Revolving Credit Loan. This Mortgage is given to secure, among other things, a revolving credit loan and shall secure not only presently existing indebtedness under the Credit Agreement but also future advances, or otherwise, as are made within twenty (20) years from the date hereof, to the same extent as if such future advances were made on the date of the execution of this Mortgage, although there may be no advance made at the time of execution of this Mortgage and although there may be no indebtedness hereby secured outstanding at the time any advance is made. The lien of this Mortgage shall be valid as to all indebtedness hereby secured, including future advances, from the time of its filing for record in the recorder's or registrar's office of the county in which the Mortgaged Premises are located. The total amount of indebtedness hereby secured may increase or decrease from time to time, but the total unpaid balance of indebtedness hereby secured (including disbursements which Mortgagee may make under this Mortgage, the Credit Agreement or any other documents related thereto) at any one time outstanding shall not exceed a maximum principal amount of One Hundred Million Dollars ($100,000,000) plus interest thereon and any disbursements made for payment of taxes, special assessments or insurance on the Mortgaged Premises and interest on such disbursements (all such indebtedness being hereinafter referred to as the "maximum amount secured hereby").

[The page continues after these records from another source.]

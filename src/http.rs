//! HTTP access layer: typed calls against the backend API
//!
//! All requests carry the cookie-based session credentials held by the
//! shared `reqwest` client. Non-2xx statuses never reach callers as data;
//! they are classified into the client error taxonomy here.

use async_trait::async_trait;
use serde::de::DeserializeOwned;
use serde_json::json;
use std::time::Duration;

use crate::config::ApiConfig;
use crate::error::{ClientError, ClientResult};
use crate::models::book::BookWire;
use crate::models::library::LibraryWire;
use crate::models::session::{catalog_from_wire, SessionInfoWire};
use crate::models::{
    Book, BookDraft, CreateLibraryRequest, Library, LoginRequest, SessionInfo, SignupRequest,
    UpdateLibraryRequest,
};

/// Everything the client can ask of the backend, one method per endpoint.
///
/// The action layer and the session store depend on this trait rather than
/// on `reqwest` so that tests can script backend behavior.
#[cfg_attr(test, mockall::automock)]
#[async_trait]
pub trait Backend: Send + Sync {
    /// `GET /user_session`
    async fn fetch_session(&self) -> ClientResult<SessionInfo>;
    /// `GET /books`
    async fn fetch_catalog(&self) -> ClientResult<Vec<Book>>;
    /// `POST /login`
    async fn login(&self, request: &LoginRequest) -> ClientResult<SessionInfo>;
    /// `DELETE /logout`
    async fn logout(&self) -> ClientResult<()>;
    /// `POST /signup`
    async fn signup(&self, request: &SignupRequest) -> ClientResult<SessionInfo>;
    /// `POST /libraries`
    async fn create_library(&self, request: &CreateLibraryRequest) -> ClientResult<Library>;
    /// `PATCH /libraries/:id`
    async fn rename_library(
        &self,
        library_id: i64,
        request: &UpdateLibraryRequest,
    ) -> ClientResult<Library>;
    /// `DELETE /libraries/:id`
    async fn delete_library(&self, library_id: i64) -> ClientResult<()>;
    /// `POST /libraries/:id/books`
    async fn add_book(&self, library_id: i64, draft: &BookDraft) -> ClientResult<Book>;
    /// `PATCH /libraries/:id/books/:book_id`
    async fn rate_book(&self, library_id: i64, book_id: i64, rating: u8) -> ClientResult<Book>;
    /// `DELETE /libraries/:id/books/:book_id`
    async fn remove_book(&self, library_id: i64, book_id: i64) -> ClientResult<()>;
}

/// `Backend` implementation over HTTP
pub struct HttpBackend {
    http: reqwest::Client,
    base_url: String,
}

impl HttpBackend {
    pub fn new(config: &ApiConfig) -> ClientResult<Self> {
        let http = reqwest::Client::builder()
            .cookie_store(true)
            .timeout(Duration::from_secs(config.timeout_secs))
            .build()
            .map_err(|e| ClientError::Config(format!("failed to build HTTP client: {}", e)))?;

        Ok(Self {
            http,
            base_url: config.base_url.trim_end_matches('/').to_string(),
        })
    }

    fn endpoint(&self, path: &str) -> String {
        format!("{}/{}", self.base_url, path)
    }

    /// Read a JSON body, classifying any non-2xx status first
    async fn read_json<T: DeserializeOwned>(&self, response: reqwest::Response) -> ClientResult<T> {
        let status = response.status();
        let body = response.text().await?;
        if !status.is_success() {
            return Err(classify_failure(status.as_u16(), &body));
        }
        serde_json::from_str(&body)
            .map_err(|e| ClientError::Server(format!("malformed response body: {}", e)))
    }

    /// Check the status of a response whose body does not matter (204s)
    async fn read_empty(&self, response: reqwest::Response) -> ClientResult<()> {
        let status = response.status();
        if !status.is_success() {
            let body = response.text().await.unwrap_or_default();
            return Err(classify_failure(status.as_u16(), &body));
        }
        Ok(())
    }
}

#[async_trait]
impl Backend for HttpBackend {
    async fn fetch_session(&self) -> ClientResult<SessionInfo> {
        let response = self.http.get(self.endpoint("user_session")).send().await?;
        let wire: SessionInfoWire = self.read_json(response).await?;
        wire.try_into()
    }

    async fn fetch_catalog(&self) -> ClientResult<Vec<Book>> {
        let response = self.http.get(self.endpoint("books")).send().await?;
        let wire: Vec<BookWire> = self.read_json(response).await?;
        Ok(catalog_from_wire(wire))
    }

    async fn login(&self, request: &LoginRequest) -> ClientResult<SessionInfo> {
        let response = self
            .http
            .post(self.endpoint("login"))
            .json(request)
            .send()
            .await?;
        let wire: SessionInfoWire = self.read_json(response).await?;
        wire.try_into()
    }

    async fn logout(&self) -> ClientResult<()> {
        let response = self.http.delete(self.endpoint("logout")).send().await?;
        self.read_empty(response).await
    }

    async fn signup(&self, request: &SignupRequest) -> ClientResult<SessionInfo> {
        let response = self
            .http
            .post(self.endpoint("signup"))
            .json(request)
            .send()
            .await?;
        let wire: SessionInfoWire = self.read_json(response).await?;
        wire.try_into()
    }

    async fn create_library(&self, request: &CreateLibraryRequest) -> ClientResult<Library> {
        let response = self
            .http
            .post(self.endpoint("libraries"))
            .json(request)
            .send()
            .await?;
        let wire: LibraryWire = self.read_json(response).await?;
        wire.try_into()
    }

    async fn rename_library(
        &self,
        library_id: i64,
        request: &UpdateLibraryRequest,
    ) -> ClientResult<Library> {
        let response = self
            .http
            .patch(self.endpoint(&format!("libraries/{}", library_id)))
            .json(request)
            .send()
            .await?;
        let wire: LibraryWire = self.read_json(response).await?;
        wire.try_into()
    }

    async fn delete_library(&self, library_id: i64) -> ClientResult<()> {
        let response = self
            .http
            .delete(self.endpoint(&format!("libraries/{}", library_id)))
            .send()
            .await?;
        self.read_empty(response).await
    }

    async fn add_book(&self, library_id: i64, draft: &BookDraft) -> ClientResult<Book> {
        let response = self
            .http
            .post(self.endpoint(&format!("libraries/{}/books", library_id)))
            .json(draft)
            .send()
            .await?;
        let wire: BookWire = self.read_json(response).await?;
        Ok(wire.into())
    }

    async fn rate_book(&self, library_id: i64, book_id: i64, rating: u8) -> ClientResult<Book> {
        let response = self
            .http
            .patch(self.endpoint(&format!("libraries/{}/books/{}", library_id, book_id)))
            .json(&json!({ "rating": rating }))
            .send()
            .await?;
        let wire: BookWire = self.read_json(response).await?;
        Ok(wire.into())
    }

    async fn remove_book(&self, library_id: i64, book_id: i64) -> ClientResult<()> {
        let response = self
            .http
            .delete(self.endpoint(&format!("libraries/{}/books/{}", library_id, book_id)))
            .send()
            .await?;
        self.read_empty(response).await
    }
}

/// Map a non-2xx response to the client error taxonomy
fn classify_failure(status: u16, body: &str) -> ClientError {
    let server_message = serde_json::from_str::<serde_json::Value>(body)
        .ok()
        .and_then(|v| v.get("error").and_then(|e| e.as_str()).map(String::from));

    match status {
        401 => ClientError::Auth(server_message.unwrap_or_else(|| "not logged in".to_string())),
        400..=499 => ClientError::Validation(
            server_message.unwrap_or_else(|| format!("request rejected with status {}", status)),
        ),
        _ => ClientError::Server(
            server_message.unwrap_or_else(|| format!("server responded with status {}", status)),
        ),
    }
}
//! Error types for the Shelfside client

use thiserror::Error;

/// Main client error type
///
/// Mirrors the failure taxonomy the backend exposes: a request that never
/// completed, a rejected session, a 4xx with an `{error}` body, or a
/// server-side failure (5xx or a malformed response).
#[derive(Error, Debug)]
pub enum ClientError {
    #[error("Network error: {0}")]
    Network(String),

    #[error("Authentication required: {0}")]
    Auth(String),

    #[error("Validation error: {0}")]
    Validation(String),

    #[error("Server error: {0}")]
    Server(String),

    #[error("Configuration error: {0}")]
    Config(String),
}

impl ClientError {
    /// Flatten `validator` derive output into a single user-facing message.
    pub fn from_validation(errors: &validator::ValidationErrors) -> Self {
        let mut parts: Vec<String> = Vec::new();
        for (field, field_errors) in errors.field_errors() {
            for error in field_errors {
                match &error.message {
                    Some(message) => parts.push(message.to_string()),
                    None => parts.push(format!("{} is invalid", field)),
                }
            }
        }
        parts.sort();
        ClientError::Validation(parts.join("; "))
    }

    /// True when the failure means the session is missing or expired.
    pub fn is_auth(&self) -> bool {
        matches!(self, ClientError::Auth(_))
    }
}

impl From<reqwest::Error> for ClientError {
    fn from(err: reqwest::Error) -> Self {
        if err.is_decode() {
            // A 2xx whose body did not match the contract is a server fault
            ClientError::Server(err.to_string())
        } else {
            ClientError::Network(err.to_string())
        }
    }
}

/// Result type alias for client operations
pub type ClientResult<T> = Result<T, ClientError>;
#[cfg(test)]
mod tests {
    use super::*;
    use crate::ui::theme;

    fn run_frame(app: &mut ShowcaseApp, ctx: &egui::Context, width: f32) {
        let input = egui::RawInput {
            screen_rect: Some(egui::Rect::from_min_size(
                egui::Pos2::ZERO,
                egui::vec2(width, 800.0),
            )),
            ..Default::default()
        };
        let _ = ctx.run(input, |ctx| app.ui(ctx));
    }

    fn app() -> ShowcaseApp {
        ShowcaseApp::new(ShowcaseConfig::default())
    }

    #[test]
    fn test_initial_view_is_first_project() {
        let app = app();
        let view = app.active_view().unwrap();
        assert_eq!(view.key, 0);
        assert_eq!(view.title, "SoundNest – Music Streaming Platform");
    }

    #[test]
    fn test_select_shows_record() {
        let mut app = app();
        for index in 0..app.projects().len() {
            app.select(index);
            let view = app.active_view().unwrap();
            let project = &app.projects()[index];
            assert_eq!(view.title, project.title);
            assert_eq!(view.description, project.description);
            assert_eq!(view.highlights, project.highlights);
            assert_eq!(view.tags, project.tech);
        }
    }

    #[test]
    fn test_select_api_testing_tool() {
        let mut app = app();
        app.select(2);
        let view = app.active_view().unwrap();
        assert_eq!(view.title, "API Testing Tool");
        assert_eq!(view.highlights.len(), 6);
        assert_eq!(view.tags.len(), 7);
        assert_eq!(
            view.link.as_deref(),
            Some("https://api-testing-tool-five.vercel.app/")
        );
    }

    #[test]
    fn test_last_selection_wins() {
        let mut app = app();
        app.select(1);
        app.select(0);
        assert_eq!(
            app.active_view().unwrap().title,
            "SoundNest – Music Streaming Platform"
        );
    }

    #[test]
    fn test_out_of_range_selection_ignored() {
        let mut app = app();
        app.select(1);
        app.select(42);
        assert_eq!(app.selection().active(), Some(1));
    }

    #[test]
    fn test_instances_are_independent() {
        let mut a = app();
        let b = app();
        a.select(2);
        assert_eq!(a.selection().active(), Some(2));
        assert_eq!(b.selection().active(), Some(0));
    }

    fn still_app(projects: Vec<Project>) -> ShowcaseApp {
        let config = ShowcaseConfig {
            animations: false,
            ..ShowcaseConfig::default()
        };
        ShowcaseApp::with_projects(config, projects)
    }

    fn frame(
        app: &mut ShowcaseApp,
        ctx: &egui::Context,
        width: f32,
        events: Vec<egui::Event>,
    ) -> egui::FullOutput {
        let input = egui::RawInput {
            screen_rect: Some(egui::Rect::from_min_size(
                egui::Pos2::ZERO,
                egui::vec2(width, 1400.0),
            )),
            events,
            ..Default::default()
        };
        ctx.run(input, |ctx| app.ui(ctx))
    }

    fn collect_shapes(
        shape: &egui::Shape,
        texts: &mut Vec<(String, egui::Rect, egui::Color32)>,
        fills: &mut Vec<(egui::Rect, egui::Color32)>,
    ) {
        match shape {
            egui::Shape::Text(text) => {
                let color = text
                    .galley
                    .job
                    .sections
                    .first()
                    .map_or(egui::Color32::PLACEHOLDER, |s| s.format.color);
                texts.push((
                    text.galley.text().to_string(),
                    egui::Rect::from_min_size(text.pos, text.galley.size()),
                    color,
                ));
            }
            egui::Shape::Rect(rect) => fills.push((rect.rect, rect.fill)),
            egui::Shape::Vec(shapes) => {
                for shape in shapes {
                    collect_shapes(shape, texts, fills);
                }
            }
            _ => {}
        }
    }

    /// Text shapes drawn in a frame: (text, rect, colour).
    fn texts(output: &egui::FullOutput) -> Vec<(String, egui::Rect, egui::Color32)> {
        let mut texts = Vec::new();
        let mut fills = Vec::new();
        for clipped in &output.shapes {
            collect_shapes(&clipped.shape, &mut texts, &mut fills);
        }
        texts
    }

    fn fills(output: &egui::FullOutput) -> Vec<(egui::Rect, egui::Color32)> {
        let mut texts = Vec::new();
        let mut fills = Vec::new();
        for clipped in &output.shapes {
            collect_shapes(&clipped.shape, &mut texts, &mut fills);
        }
        fills
    }

    fn text_center(output: &egui::FullOutput, text: &str) -> egui::Pos2 {
        texts(output)
            .into_iter()
            .find(|(t, _, _)| t == text)
            .map(|(_, rect, _)| rect.center())
            .unwrap_or_else(|| panic!("{:?} not drawn", text))
    }

    fn click(app: &mut ShowcaseApp, ctx: &egui::Context, width: f32, pos: egui::Pos2) {
        let button = |pressed| egui::Event::PointerButton {
            pos,
            button: egui::PointerButton::Primary,
            pressed,
            modifiers: egui::Modifiers::NONE,
        };
        let _ = frame(app, ctx, width, vec![egui::Event::PointerMoved(pos)]);
        let _ = frame(app, ctx, width, vec![button(true)]);
        let _ = frame(app, ctx, width, vec![button(false)]);
    }

    #[test]
    fn test_click_vertical_row_selects() {
        let mut app = still_app(project::catalog());
        let ctx = egui::Context::default();

        let output = frame(&mut app, &ctx, 1280.0, Vec::new());
        let pos = text_center(&output, "API Testing Tool");
        click(&mut app, &ctx, 1280.0, pos);

        assert_eq!(app.selection().active(), Some(2));
        assert_eq!(app.active_view().unwrap().title, "API Testing Tool");
    }

    #[test]
    fn test_click_compact_card_selects() {
        let mut app = still_app(project::catalog());
        let ctx = egui::Context::default();

        let output = frame(&mut app, &ctx, 600.0, Vec::new());
        let pos = text_center(&output, "Custom Portfolio CMS");
        click(&mut app, &ctx, 600.0, pos);

        assert_eq!(app.selection().active(), Some(1));
    }

    #[test]
    fn test_layouts_highlight_active_entry() {
        for width in [600.0, 1280.0] {
            let mut app = still_app(project::catalog());
            app.select(1);
            let ctx = egui::Context::default();
            let drawn = texts(&frame(&mut app, &ctx, width, Vec::new()));

            let colors = |title: &str| -> Vec<egui::Color32> {
                drawn
                    .iter()
                    .filter(|(t, _, _)| t == title)
                    .map(|(_, _, c)| *c)
                    .collect()
            };

            // Project 0 only appears in the selector, project 1 in both.
            let inactive = colors("SoundNest – Music Streaming Platform");
            let active = colors("Custom Portfolio CMS");
            assert!(!inactive.is_empty(), "width {}", width);
            assert!(!active.is_empty(), "width {}", width);
            assert!(inactive.iter().all(|c| *c == theme::MUTED), "width {}", width);
            assert!(active.iter().all(|c| *c == theme::LIGHT), "width {}", width);
        }
    }

    #[test]
    fn test_hovered_row_is_tinted() {
        let mut app = still_app(project::catalog());
        let ctx = egui::Context::default();

        let output = frame(&mut app, &ctx, 1280.0, Vec::new());
        assert!(fills(&output).iter().all(|(_, c)| *c != theme::HOVER));
        let pos = text_center(&output, "API Testing Tool");

        let _ = frame(&mut app, &ctx, 1280.0, vec![egui::Event::PointerMoved(pos)]);
        let output = frame(&mut app, &ctx, 1280.0, Vec::new());

        assert!(fills(&output)
            .iter()
            .any(|(rect, c)| *c == theme::HOVER && rect.contains(pos)));
        assert_eq!(app.selection().active(), Some(0));
    }

    #[test]
    fn test_link_button_only_with_link() {
        let has_button = |drawn: &[(String, egui::Rect, egui::Color32)]| {
            drawn.iter().any(|(t, _, _)| t.contains("VIEW PROJECT"))
        };

        let mut app = still_app(project::catalog());
        app.select(2);
        let drawn = texts(&frame(&mut app, &egui::Context::default(), 1280.0, Vec::new()));
        assert!(has_button(&drawn));

        let mut unlinked = project::catalog().remove(2);
        unlinked.live_link = None;
        let mut app = still_app(vec![unlinked]);
        let drawn = texts(&frame(&mut app, &egui::Context::default(), 1280.0, Vec::new()));
        assert!(drawn.iter().any(|(t, _, _)| t == "API Testing Tool"));
        assert!(!has_button(&drawn));
    }

    #[test]
    fn test_frames_render_headless() {
        let mut app = app();
        let ctx = egui::Context::default();
        for width in [400.0, 1280.0] {
            for index in 0..3 {
                app.select(index);
                run_frame(&mut app, &ctx, width);
            }
        }
        assert_eq!(app.selection().active(), Some(2));
    }

    #[test]
    fn test_animation_requests_repaint() {
        let mut app = app();
        let ctx = egui::Context::default();
        run_frame(&mut app, &ctx, 1280.0);
        assert!(app.clock.needs_repaint());

        let config = ShowcaseConfig {
            animations: false,
            ..ShowcaseConfig::default()
        };
        let mut still = ShowcaseApp::new(config);
        run_frame(&mut still, &ctx, 1280.0);
        assert!(!still.clock.needs_repaint());
    }

    #[test]
    fn test_empty_catalog() {
        let mut app = ShowcaseApp::with_projects(ShowcaseConfig::default(), Vec::new());
        assert!(app.active_view().is_none());
        app.select(0);
        run_frame(&mut app, &egui::Context::default(), 1280.0);
        assert_eq!(app.selection().len(), 0);
    }

    #[test]
    fn test_catalog_path_override() {
        let dir = tempfile::tempdir().unwrap();
        let path = dir.path().join("projects.json");
        let subset: Vec<Project> = project::catalog().into_iter().skip(2).collect();
        serialization::export_json(&subset, &path).unwrap();

        let config = ShowcaseConfig {
            catalog_path: Some(path),
            ..ShowcaseConfig::default()
        };
        let projects = load_catalog(&config);
        assert_eq!(projects.len(), 1);
        assert_eq!(projects[0].title, "API Testing Tool");
    }

    #[test]
    fn test_catalog_path_fallback() {
        let dir = tempfile::tempdir().unwrap();
        let config = ShowcaseConfig {
            catalog_path: Some(dir.path().join("missing.yaml")),
            ..ShowcaseConfig::default()
        };
        assert_eq!(load_catalog(&config), project::catalog());
    }

    #[test]
    fn test_thumbnail_loading() {
        let dir = tempfile::tempdir().unwrap();
        let images = dir.path().join("images");
        std::fs::create_dir(&images).unwrap();
        image::RgbaImage::from_pixel(8, 4, image::Rgba([200, 100, 50, 255]))
            .save(images.join("soundnest-preview.png"))
            .unwrap();

        let config = ShowcaseConfig {
            assets_dir: Some(dir.path().to_path_buf()),
            ..ShowcaseConfig::default()
        };
        let mut app = ShowcaseApp::new(config);
        let ctx = egui::Context::default();

        run_frame(&mut app, &ctx, 1280.0);
        let thumb = app.thumbnails.get(&0).unwrap().as_ref().unwrap();
        assert_eq!((thumb.width, thumb.height), (8, 4));

        // No preview on disk for the second project.
        app.select(1);
        run_frame(&mut app, &ctx, 1280.0);
        assert!(app.thumbnails.get(&1).unwrap().is_none());
    }
}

This Mortgage shall be valid and have priority over all subsequent liens and encumbrances, including statutory liens, excepting solely taxes and assessments levied on the Mortgaged Premises, to the extent of the maximum amount secured hereby.

Appears in 4 contracts

Samples: Mortgage and Security Agreement (Morton Industrial Group Inc), Mortgage and Security Agreement (Morton Industrial Group Inc), Mortgage and Security Agreement (Morton Industrial Group Inc)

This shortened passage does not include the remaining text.